/rp-bf.rs

rp-bf: A library to bruteforce ROP gadgets by emulating a Windows user-mode crash-dump

Primary LanguageRustMIT LicenseMIT

rp-bf: A library to bruteforce ROP gadgets by emulating a Windows user-mode crash-dump

Builds

Motivations

Oftentimes after hijacking control-flow, the author wants to pivot the stack into a region of memory that is under their control in order to start the execution of a ROP chain.

Finding the right candidate generally highly depends on much control you have over the CPU context when hijacking control-flow. It could be as easy as moving the value of a register into the stack pointer. But it could also be much more annoying like: dereferencing the R8 register, adding the offset 0x10 to this value and then dereferencing again. You get the idea.
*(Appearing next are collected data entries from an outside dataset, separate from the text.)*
//! # Blocks
//!
//! Blocks are reusable template fragments, one file each in a flat directory.
//! The filename is the public identifier, which makes [`BlockLibrary::load`]
//! an obvious traversal target: names arrive straight from HTTP requests.
//!
//! ## Sandboxing
//!
//! Loading always **resolves first, then checks containment**:
//!
//! 1. Canonicalize the blocks directory (follows symlinks). Failure is a
//!    storage error: the site is misconfigured.
//! 2. Join the requested name and canonicalize the result. This collapses
//!    `..` components and follows symlinks. Failure (including a missing file)
//!    is `NotFound`.
//! 3. Require the canonical file path to sit under the canonical directory,
//!    compared component-wise, and to be a regular file.
//!
//! Checking containment on the unresolved path would let a symlink inside the
//! directory point anywhere, so the order matters. Listing applies the same
//! rule, so every listed name is loadable.
//!
//! Block content is served as text. Files that are not valid UTF-8 (legacy
//! Latin-1 templates) are decoded lossily, with invalid bytes replaced by
//! U+FFFD, and a warning is logged.

use crate::error::{FolioError, Result};
use log::{debug, error, warn};
use std::fs;
use std::path::{Path, PathBuf};

#[derive(Debug, Clone)]
pub struct BlockLibrary {
    dir: PathBuf,
    ext: String,
}

impl BlockLibrary {
    pub fn new(dir: impl Into<PathBuf>, ext: &str) -> Self {
        let ext = if ext.starts_with('.') {
            ext.to_string()
        } else {
            format!(".{}", ext)
        };
        Self {
            dir: dir.into(),
            ext,
        }
    }

    pub fn dir(&self) -> &Path {
        &self.dir
    }

    /// Basenames of block files, sorted by byte order.
    /// An absent or unreadable directory lists as empty, and entries that
    /// would not load (symlinks leaving the directory) are skipped.
    pub fn list(&self) -> Vec<String> {
        let listing = self
            .canonical_root()
            .and_then(|root| Ok((fs::read_dir(&self.dir)?, root)));
        let (entries, root) = match listing {
            Ok(listing) => listing,
            Err(err) => {
                debug!(
                    "event=blocks_list module=blocks status=empty path={} error={}",
                    self.dir.display(),
                    err
                );
                return Vec::new();
            }
        };

        let mut names: Vec<String> = entries
            .filter_map(|entry| entry.ok())
            .filter_map(|entry| entry.file_name().into_string().ok())
            .filter(|name| name.len() > self.ext.len() && name.ends_with(&self.ext))
            .filter(|name| Self::contained(&root, name).is_some())
            .collect();
        names.sort();
        names
    }

    /// Raw text of a block, confined to the blocks directory.
    pub fn load(&self, name: &str) -> Result<String> {
        let path = self.resolve(name)?;
        let bytes = fs::read(&path).map_err(|err| {
            error!(
                "event=block_load module=blocks status=error path={} error={}",
                path.display(),
                err
            );
            FolioError::Io(err)
        })?;

        match String::from_utf8(bytes) {
            Ok(text) => Ok(text),
            Err(err) => {
                warn!(
                    "event=block_load module=blocks status=lossy path={} valid_up_to={}",
                    path.display(),
                    err.utf8_error().valid_up_to()
                );
                Ok(String::from_utf8_lossy(err.as_bytes()).into_owned())
            }
        }
    }

    /// Canonical path of a block inside the directory.
    pub fn resolve(&self, name: &str) -> Result<PathBuf> {
        if name.trim().is_empty() {
            return Err(FolioError::EmptyBlockName);
        }

        let root = self.canonical_root()?;
        Self::contained(&root, name).ok_or_else(|| {
            debug!(
                "event=block_load module=blocks status=rejected name={:?}",
                name
            );
            FolioError::BlockNotFound(name.to_string())
        })
    }

    fn canonical_root(&self) -> Result<PathBuf> {
        fs::canonicalize(&self.dir).map_err(|err| {
            FolioError::Storage(format!(
                "blocks directory {} is not accessible: {}",
                self.dir.display(),
                err
            ))
        })
    }

    /// `name` resolved under `root`, if it lands on a regular file strictly
    /// inside it.
    fn contained(root: &Path, name: &str) -> Option<PathBuf> {
        let resolved = fs::canonicalize(root.join(name)).ok()?;
        if resolved == root || !resolved.starts_with(root) {
            warn!(
                "event=block_resolve module=blocks status=rejected reason=outside_root name={:?}",
                name
            );
            return None;
        }
        resolved.is_file().then_some(resolved)
    }
}

#[cfg(test)]
mod tests {
    use super::*;
    use tempfile::tempdir;

    fn library_with(files: &[(&str, &str)]) -> (tempfile::TempDir, BlockLibrary) {
        let dir = tempdir().unwrap();
        let blocks = dir.path().join("blocks");
        fs::create_dir_all(&blocks).unwrap();
        for (name, content) in files {
            fs::write(blocks.join(name), content).unwrap();
        }
        (dir, BlockLibrary::new(blocks, "html"))
    }

    #[test]
    fn test_list_filters_extension_and_sorts_bytewise() {
        let (_dir, library) = library_with(&[
            ("hero.html", ""),
            ("Zebra.html", ""),
            ("about.html", ""),
            ("notes.txt", ""),
            (".html", ""),
        ]);
        fs::create_dir(library.dir().join("nested.html")).unwrap();

        // Uppercase sorts before lowercase in byte order
        assert_eq!(library.list(), vec!["Zebra.html", "about.html", "hero.html"]);
    }

    #[test]
    fn test_list_missing_directory_is_empty() {
        let dir = tempdir().unwrap();
        let library = BlockLibrary::new(dir.path().join("absent"), ".html");
        assert!(library.list().is_empty());
    }

    #[test]
    fn test_load_returns_raw_content() {
        let (_dir, library) = library_with(&[("cta.html", "<a href=\"#\">Go</a>\n")]);
        assert_eq!(library.load("cta.html").unwrap(), "<a href=\"#\">Go</a>\n");
    }

    #[test]
    fn test_load_rejects_blank_names() {
        let (_dir, library) = library_with(&[]);
        assert!(matches!(library.load(""), Err(FolioError::EmptyBlockName)));
        assert!(matches!(library.load("  \t"), Err(FolioError::EmptyBlockName)));
    }

    #[test]
    fn test_load_rejects_parent_traversal() {
        let (dir, library) = library_with(&[]);
        fs::write(dir.path().join("secret.txt"), "top secret").unwrap();

        for name in ["../secret.txt", "../../etc/passwd", "..%2f..%2fsecret", "/etc/passwd"] {
            let err = library.load(name).unwrap_err();
            assert!(
                matches!(err, FolioError::BlockNotFound(_)),
                "{} was not rejected: {:?}",
                name,
                err
            );
        }
    }

    #[test]
    fn test_load_rejects_the_directory_itself() {
        let (_dir, library) = library_with(&[]);
        assert!(matches!(
            library.load("."),
            Err(FolioError::BlockNotFound(_))
        ));
    }

    #[test]
    fn test_load_missing_directory_is_storage_failure() {
        let dir = tempdir().unwrap();
        let library = BlockLibrary::new(dir.path().join("absent"), ".html");
        let err = library.load("hero.html").unwrap_err();
        assert_eq!(err.status_code(), 500);
    }

    #[cfg(unix)]
    #[test]
    fn test_load_rejects_symlink_escape() {
        let (dir, library) = library_with(&[("inside.html", "ok")]);
        let outside = dir.path().join("outside.html");
        fs::write(&outside, "leaked").unwrap();
        std::os::unix::fs::symlink(&outside, library.dir().join("link.html")).unwrap();

        assert!(matches!(
            library.load("link.html"),
            Err(FolioError::BlockNotFound(_))
        ));
        assert_eq!(library.load("inside.html").unwrap(), "ok");
    }

    #[cfg(unix)]
    #[test]
    fn test_list_skips_symlink_escape() {
        let (dir, library) = library_with(&[("inside.html", "ok")]);
        let outside = dir.path().join("outside.html");
        fs::write(&outside, "leaked").unwrap();
        std::os::unix::fs::symlink(&outside, library.dir().join("link.html")).unwrap();
        std::os::unix::fs::symlink(
            library.dir().join("inside.html"),
            library.dir().join("alias.html"),
        )
        .unwrap();

        assert_eq!(library.list(), vec!["alias.html", "inside.html"]);
        for name in library.list() {
            assert!(library.load(&name).is_ok(), "{} listed but not loadable", name);
        }
    }

    #[test]
    fn test_load_decodes_legacy_bytes_lossily() {
        let (_dir, library) = library_with(&[]);
        fs::write(library.dir().join("legacy.html"), b"<p>caf\xe9</p>").unwrap();

        assert_eq!(library.list(), vec!["legacy.html"]);
        assert_eq!(library.load("legacy.html").unwrap(), "<p>caf\u{FFFD}</p>");
    }

    #[cfg(unix)]
    #[test]
    fn test_load_unreadable_block_is_storage_failure() {
        use std::os::unix::fs::PermissionsExt;

        let (_dir, library) = library_with(&[("locked.html", "secret")]);
        let path = library.dir().join("locked.html");
        fs::set_permissions(&path, fs::Permissions::from_mode(0o000)).unwrap();
        if fs::read(&path).is_ok() {
            // Running with privileges that ignore file modes
            return;
        }

        let err = library.load("locked.html").unwrap_err();
        assert!(matches!(err, FolioError::Io(_)));
        assert_eq!(err.status_code(), 500);
    }

    #[cfg(unix)]
    #[test]
    fn test_load_follows_symlink_within_directory() {
        let (_dir, library) = library_with(&[("real.html", "shared")]);
        std::os::unix::fs::symlink(
            library.dir().join("real.html"),
            library.dir().join("alias.html"),
        )
        .unwrap();
        assert_eq!(library.load("alias.html").unwrap(), "shared");
    }
}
In 2022, I was writing an exploit for a use-after-free vulnerability that allowed me to hijack control flow via a virtual call when exploited. The used-after-free object was a C++ object with a virtual table which meant that placing an object with arbitrary data gave me control over its virtual table and as a result over the control flow. Below is the sequence of assembly instructions that I was dealing with: @rcx pointed to a chunk of data I could control:

00007ffb'0df751cb mov     rax,qword ptr [rcx]
00007ffb'0df751ce mov     rax,qword ptr [rax+10h]
00007ffb`0df751d2  call    qword ptr [00007ffb`0df82660] ; points to a `jmp @rax``

In order to be able to hijack control flow with an arbitrary value, I needed to find an address that followed the following equation: [[rcx]+0x10] 🤔.

This is rather annoying because it means you are looking for an address that points to a value, this value plus 0x10 also needs to point to a valid code address that'll get executed. On top of that, that code pointer needed to point to an assembly instruction that pivoted the stack somehow.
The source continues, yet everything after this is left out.